Video footage showed bodies surrounded by debris inside the mosque, which is used by the minority Shi'ite Muslim community.
The blast, which the United Nations' mission in Afghanistan called part of a disturbing pattern of violence, follows others in recent days at a mosque in Kabul and a religious school in the eastern province of Khost.
Michael Kugleman, deputy director of the Asia Program at the US-based Wilson Center, said Friday's attack could be a signal of more violent attacks in Afghanistan.
Despite the violence, Shaheen said the terrorist group would be tackled 'independently,' from the current talks.

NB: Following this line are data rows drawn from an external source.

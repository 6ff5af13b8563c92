use serde_json::Value;
use tracing::warn;

use super::court::normalize_court;
use super::waitlist::normalize_waitlist_entry;
use super::{describe, LOG_TARGET};
use crate::aliases::{BOARD_COURTS, BOARD_SERVER_NOW, BOARD_WAITLIST};
use crate::clock;
use crate::raw::RawRecord;
use crate::schema::{domain, envelope, BoardAssertionError};
use crate::types::Board;

/// Normalizes a full board response.
///
/// `serverNow` is resolved once and threaded through every court and waitlist
/// entry so all temporal flags agree. Missing `courts` or `waitlist` (also
/// accepted as `waitingGroups`) become empty lists. Null court or entry
/// records are kept as placeholders so list lengths are preserved. The
/// waitlist is stably sorted by `position` as the last step; duplicate
/// positions are kept in input order.
#[must_use]
pub fn normalize_board(raw: &Value) -> Board {
    let record = RawRecord::new(Some(raw));
    if !record.is_object() {
        warn!(target: LOG_TARGET, kind = describe(Some(raw)), "board response is not an object; using empty board");
    }

    let server_now = record
        .string(&BOARD_SERVER_NOW)
        .filter(|s| !s.is_empty())
        .unwrap_or_else(|| {
            let now = clock::wall_clock_now();
            warn!(target: LOG_TARGET, fallback = %now, "board response has no serverNow; using local clock");
            now
        });

    let courts = record
        .array(&BOARD_COURTS)
        .unwrap_or_default()
        .iter()
        .map(|court| normalize_court(Some(court), &server_now))
        .collect();

    let mut waitlist: Vec<_> = record
        .array(&BOARD_WAITLIST)
        .unwrap_or_default()
        .iter()
        .map(|entry| normalize_waitlist_entry(Some(entry), &server_now))
        .collect();
    waitlist.sort_by_key(|entry| entry.position);

    Board {
        server_now,
        courts,
        waitlist,
    }
}

/// Full read-path pipeline: envelope validation (log-only), normalization,
/// then domain validation.
///
/// Domain validation only logs unless `strict` is set.
///
/// # Errors
///
/// Returns [`BoardAssertionError`] in strict mode when the normalized board
/// violates a domain constraint. Never fails otherwise.
pub fn ingest_board(raw: &Value, strict: bool) -> Result<Board, BoardAssertionError> {
    let _ = envelope::validate_board_response(raw);
    let board = normalize_board(raw);
    if strict {
        domain::assert_valid_board(&board)?;
    } else {
        let _ = domain::validate_board(&board);
    }
    Ok(board)
}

The meetings in Doha are the first since the US ended the 20-year war in Afghanistan with President Joe Biden ordering a rushed and chaotic withdrawal of troops that concluded at the end of August.

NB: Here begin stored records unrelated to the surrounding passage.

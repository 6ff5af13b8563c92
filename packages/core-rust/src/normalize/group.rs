use serde_json::Value;
use tracing::{debug, warn};

use super::member::normalize_members;
use super::{describe, LOG_TARGET};
use crate::aliases::{
    GROUP_ID, GROUP_ID_ON_OWNER, GROUP_PLAYERS, GROUP_TYPE, GROUP_TYPE_ON_OWNER, NESTED_GROUP,
};
use crate::raw::{FieldAliases, RawRecord};
use crate::types::{Group, GroupType, MAX_GROUP_SIZE};

/// Where a group's fields live on its owning record.
#[derive(Debug, Clone, Copy)]
pub(crate) struct GroupFields {
    pub id: FieldAliases,
    pub players: FieldAliases,
    pub group_type: FieldAliases,
}

/// A standalone group object (`{id, players, type}`).
pub(crate) const STANDALONE_GROUP: GroupFields = GroupFields {
    id: GROUP_ID,
    players: GROUP_PLAYERS,
    group_type: GROUP_TYPE,
};

/// A group flattened onto a session or waitlist entry.
pub(crate) const OWNER_GROUP: GroupFields = GroupFields {
    id: GROUP_ID_ON_OWNER,
    players: GROUP_PLAYERS,
    group_type: GROUP_TYPE_ON_OWNER,
};

/// Normalizes a standalone group object.
///
/// The group type is taken from the record when it is a recognized tag and
/// otherwise inferred from the player count.
#[must_use]
pub fn normalize_group(raw: Option<&Value>) -> Group {
    let record = RawRecord::new(raw);
    if !record.is_object() {
        warn!(target: LOG_TARGET, kind = describe(raw), "group record is not an object; using empty group");
        return Group::empty();
    }
    group_from_record(record, &STANDALONE_GROUP)
}

/// Resolves the group owned by `owner`: a nested `group` object when present,
/// otherwise the group fields flattened onto the owner itself.
pub(crate) fn group_for_owner(owner: RawRecord<'_>, flattened: &GroupFields) -> Group {
    match owner.object(&NESTED_GROUP) {
        Some(nested) => group_from_record(nested, &STANDALONE_GROUP),
        None => group_from_record(owner, flattened),
    }
}

pub(crate) fn group_from_record(record: RawRecord<'_>, fields: &GroupFields) -> Group {
    let players = record
        .array(&fields.players)
        .map(normalize_members)
        .unwrap_or_default();

    let group_type = match record.string(&fields.group_type) {
        Some(tag) => GroupType::parse(&tag).unwrap_or_else(|| {
            debug!(target: LOG_TARGET, tag = %tag, "unrecognized group type; inferring from players");
            GroupType::for_player_count(players.len())
        }),
        None => GroupType::for_player_count(players.len()),
    };

    Group {
        id: record.string(&fields.id).unwrap_or_default(),
        players,
        group_type,
    }
}

/// Structural validity of a group. An empty player list is a recognized
/// state (cleared or blocked court), not an error.
#[must_use]
pub fn is_valid_group(group: &Group) -> bool {
    group.players.len() <= MAX_GROUP_SIZE
        && group
            .players
            .iter()
            .all(|m| !m.member_id.is_empty() && !m.display_name.is_empty())
}

#[cfg(test)]
mod tests {
    use serde_json::json;

    use super::*;

    #[test]
    fn type_inferred_when_absent() {
        let one = json!({"id": "g", "players": [{"memberId": "a", "displayName": "A"}]});
        let two = json!({"players": [{"memberId": "a"}, {"memberId": "b"}]});
        let four = json!({"participants": [{}, {}, {}, {}]});
        assert_eq!(normalize_group(Some(&one)).group_type, GroupType::Singles);
        assert_eq!(normalize_group(Some(&two)).group_type, GroupType::Doubles);
        assert_eq!(normalize_group(Some(&four)).group_type, GroupType::Foursome);
    }

    #[test]
    fn invalid_type_falls_back_to_inference() {
        let raw = json!({"type": "mixed", "players": [{"memberId": "a"}, {"memberId": "b"}]});
        assert_eq!(normalize_group(Some(&raw)).group_type, GroupType::Doubles);
    }

    #[test]
    fn explicit_type_is_kept() {
        let raw = json!({"group_type": "doubles", "players": [{"memberId": "a"}]});
        assert_eq!(normalize_group(Some(&raw)).group_type, GroupType::Doubles);
    }

    #[test]
    fn empty_group_is_valid() {
        let group = normalize_group(Some(&json!({"id": "g", "players": []})));
        assert!(group.players.is_empty());
        assert!(is_valid_group(&group));
        assert!(is_valid_group(&Group::empty()));
    }

    #[test]
    fn oversized_group_is_invalid() {
        let raw = json!({"players": [{}, {}, {}, {}, {}]});
        assert!(!is_valid_group(&normalize_group(Some(&raw))));
    }

    #[test]
    fn owner_group_does_not_borrow_owner_id() {
        let session = json!({"id": "s1", "players": [{"memberId": "a"}]});
        let group = group_for_owner(RawRecord::new(Some(&session)), &OWNER_GROUP);
        assert_eq!(group.id, "");
        assert_eq!(group.players.len(), 1);
    }

    #[test]
    fn nested_group_takes_precedence_over_owner_fields() {
        let entry = json!({
            "id": "w1",
            "players": [{"memberId": "ignored"}],
            "group": {"id": "g1", "players": [{"memberId": "a"}, {"memberId": "b"}]}
        });
        let group = group_for_owner(RawRecord::new(Some(&entry)), &OWNER_GROUP);
        assert_eq!(group.id, "g1");
        assert_eq!(group.group_type, GroupType::Doubles);
    }

    #[test]
    fn null_group_is_empty() {
        assert_eq!(normalize_group(None), Group::empty());
    }
}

President Joe Biden, pictured on October 8, had issued the withdrawal of US troops from Afghanistan, bringing an end to America's longest war
Desperate Afghans waded through a sewage ditch on the outskirts of Kabul airport this morning while pleading with soldiers guarding the opposite bank to put them on a plane out of the country after the US began withdrawing troops in August
Afghan families are pictured boarding a military evacuation flight at Hamid Karzai Airport as the US prepares to withdraw from the country, with other western nations set to follow
US State Department officials told Reuters that 'the continued safe passage out of Afghanistan of US and other foreign nationals and Afghans to whom we have a special commitment who seek to leave the country' is among the key priority for the meetings.

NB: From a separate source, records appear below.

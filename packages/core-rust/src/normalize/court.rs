use serde_json::Value;
use tracing::{debug, warn};

use super::block::{block_from_record, FLAT_BLOCK_FIELDS, NESTED_BLOCK_FIELDS};
use super::session::{session_from_record, FLAT_SESSION_FIELDS, NESTED_SESSION_FIELDS};
use super::{describe, LOG_TARGET};
use crate::aliases::{
    COURT_ID, COURT_IS_BLOCKED, COURT_IS_OCCUPIED, COURT_IS_OVERTIME, COURT_IS_TOURNAMENT,
    COURT_NUMBER, COURT_STATUS, FLAT_BLOCK_ID, FLAT_SESSION_ID, NESTED_BLOCK, NESTED_SESSION,
};
use crate::raw::RawRecord;
use crate::types::{Block, Court, CourtStatus, Session};

/// Normalizes one court row.
///
/// Session and block are read nested-first (`session`, `block` objects) and
/// then from flattened RPC columns (`session_id`, `started_at`, ...,
/// `block_id`, `block_starts_at`, ...). Flags come from an explicit `status`
/// when it is recognized, then from explicit `isOccupied`/`isBlocked`/
/// `isOvertime` flags, and only then from the session and block. An overtime
/// court is always occupied. `is_tournament` is taken from the row when
/// present, otherwise from the session. `is_available` is always recomputed
/// from the occupied and blocked flags.
///
/// A null or non-object row yields [`Court::placeholder`].
#[must_use]
pub fn normalize_court(raw: Option<&Value>, server_now: &str) -> Court {
    let record = RawRecord::new(raw);
    if !record.is_object() {
        warn!(target: LOG_TARGET, kind = describe(raw), "court record is not an object; using placeholder");
        return Court::placeholder();
    }

    let number = record
        .integer(&COURT_NUMBER)
        .and_then(|n| u32::try_from(n).ok())
        .unwrap_or_else(|| {
            warn!(target: LOG_TARGET, "court record has no usable number");
            0
        });
    let id = record.string(&COURT_ID).unwrap_or_else(|| {
        debug!(target: LOG_TARGET, number, "court record has no id");
        String::new()
    });

    let session = court_session(record, number, server_now);
    let block = court_block(record, number, server_now);
    let flags = CourtFlags::resolve(record, number, session.as_ref(), block.as_ref());
    let is_tournament = record
        .boolean(&COURT_IS_TOURNAMENT)
        .unwrap_or_else(|| session.as_ref().is_some_and(|s| s.is_tournament));

    Court {
        id,
        number,
        is_occupied: flags.occupied,
        is_blocked: flags.blocked,
        is_overtime: flags.overtime,
        is_available: !flags.occupied && !flags.blocked,
        is_tournament,
        session,
        block,
    }
}

fn court_session(record: RawRecord<'_>, number: u32, server_now: &str) -> Option<Session> {
    if let Some(nested) = record.object(&NESTED_SESSION) {
        return Some(session_from_record(nested, &NESTED_SESSION_FIELDS, number, server_now));
    }
    record
        .has(&FLAT_SESSION_ID)
        .then(|| session_from_record(record, &FLAT_SESSION_FIELDS, number, server_now))
}

fn court_block(record: RawRecord<'_>, number: u32, server_now: &str) -> Option<Block> {
    if let Some(nested) = record.object(&NESTED_BLOCK) {
        return Some(block_from_record(nested, &NESTED_BLOCK_FIELDS, number, server_now));
    }
    record
        .has(&FLAT_BLOCK_ID)
        .then(|| block_from_record(record, &FLAT_BLOCK_FIELDS, number, server_now))
}

#[derive(Debug, Clone, Copy, PartialEq, Eq)]
struct CourtFlags {
    occupied: bool,
    blocked: bool,
    overtime: bool,
}

impl CourtFlags {
    fn resolve(
        record: RawRecord<'_>,
        number: u32,
        session: Option<&Session>,
        block: Option<&Block>,
    ) -> Self {
        if let Some(tag) = record.string(&COURT_STATUS) {
            match CourtStatus::parse(&tag) {
                Some(status) => return Self::from_status(status),
                None => {
                    warn!(target: LOG_TARGET, number, status = %tag, "unrecognized court status; deriving flags");
                }
            }
        }

        let active_session = session.filter(|s| s.is_active());
        let occupied = record
            .boolean(&COURT_IS_OCCUPIED)
            .unwrap_or(active_session.is_some());
        let blocked = record
            .boolean(&COURT_IS_BLOCKED)
            .unwrap_or_else(|| block.is_some_and(|b| b.is_active));
        let overtime = record
            .boolean(&COURT_IS_OVERTIME)
            .unwrap_or_else(|| active_session.is_some_and(|s| s.is_overtime));
        Self {
            occupied,
            blocked,
            overtime: occupied && overtime,
        }
    }

    fn from_status(status: CourtStatus) -> Self {
        match status {
            CourtStatus::Available => Self {
                occupied: false,
                blocked: false,
                overtime: false,
            },
            CourtStatus::Occupied => Self {
                occupied: true,
                blocked: false,
                overtime: false,
            },
            CourtStatus::Overtime => Self {
                occupied: true,
                blocked: false,
                overtime: true,
            },
            CourtStatus::Blocked => Self {
                occupied: false,
                blocked: true,
                overtime: false,
            },
        }
    }
}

US officials estimate that there are about 100 US citizens still seeking evacuation from Afghanistan.
Secretary of State Anthony Blinken blamed the Trump administration, who brokered the deal to pull out of Afghanistan in 2020, for the chaotic evacuation.
'We inherited a deadline; we did not inherit a plan,' Blinken said.
There are currently camps set up at the airport filled with people waiting to flee Afghanistan.
US officials asserted that the meetings with the Taliban does not mean it recognizes them as a government, the AP reports, as the group continues to face backlash over their rule of the land.
The world has been watching whether the Taliban will live up to their initial promises of tolerance and inclusiveness toward women and ethnic minorities.
However, Taliban actions so far, such as renewed restrictions on women and the appointment of an all-male government, have been met with dismay by the international community.
Protests against the Taliban's policies toward women continued Tuesday, with a demonstration in a Kabul private school by female teachers and students who held up signs saying 'Education is a right.'
Afghan women continue to protest the Taliban rule. Marchers pictured on September 3
Taliban thugs today pushed women protesters and fired shots in the air to break up a demonstration outside a school in Kabul calling for girls to be allowed to return to secondary education on September 30
Photos and video from the scene showed rescuers carrying a body wrapped in a blanket from the mosque in Kunduz following the Islamic State's attack on Friday
The protest was held indoors to avoid backlash from the Taliban, who have recently outlawed demonstrations held without permission from the government.
The U.N. continued to sound the alarm about the country's dire economic situation, saying a humanitarian crisis is imminent.
The world body's children's agency warned that half of Afghanistan's children under age 5 are expected to suffer from severe malnutrition as hunger takes root amid serious food shortages.
'There are millions of people who are going to starve and there is winter coming, COVID raging, and the whole social system collapsed,' said Omar Adbi, UNICEF's deputy executive director for programs, during a visit to a Kabul children's hospital.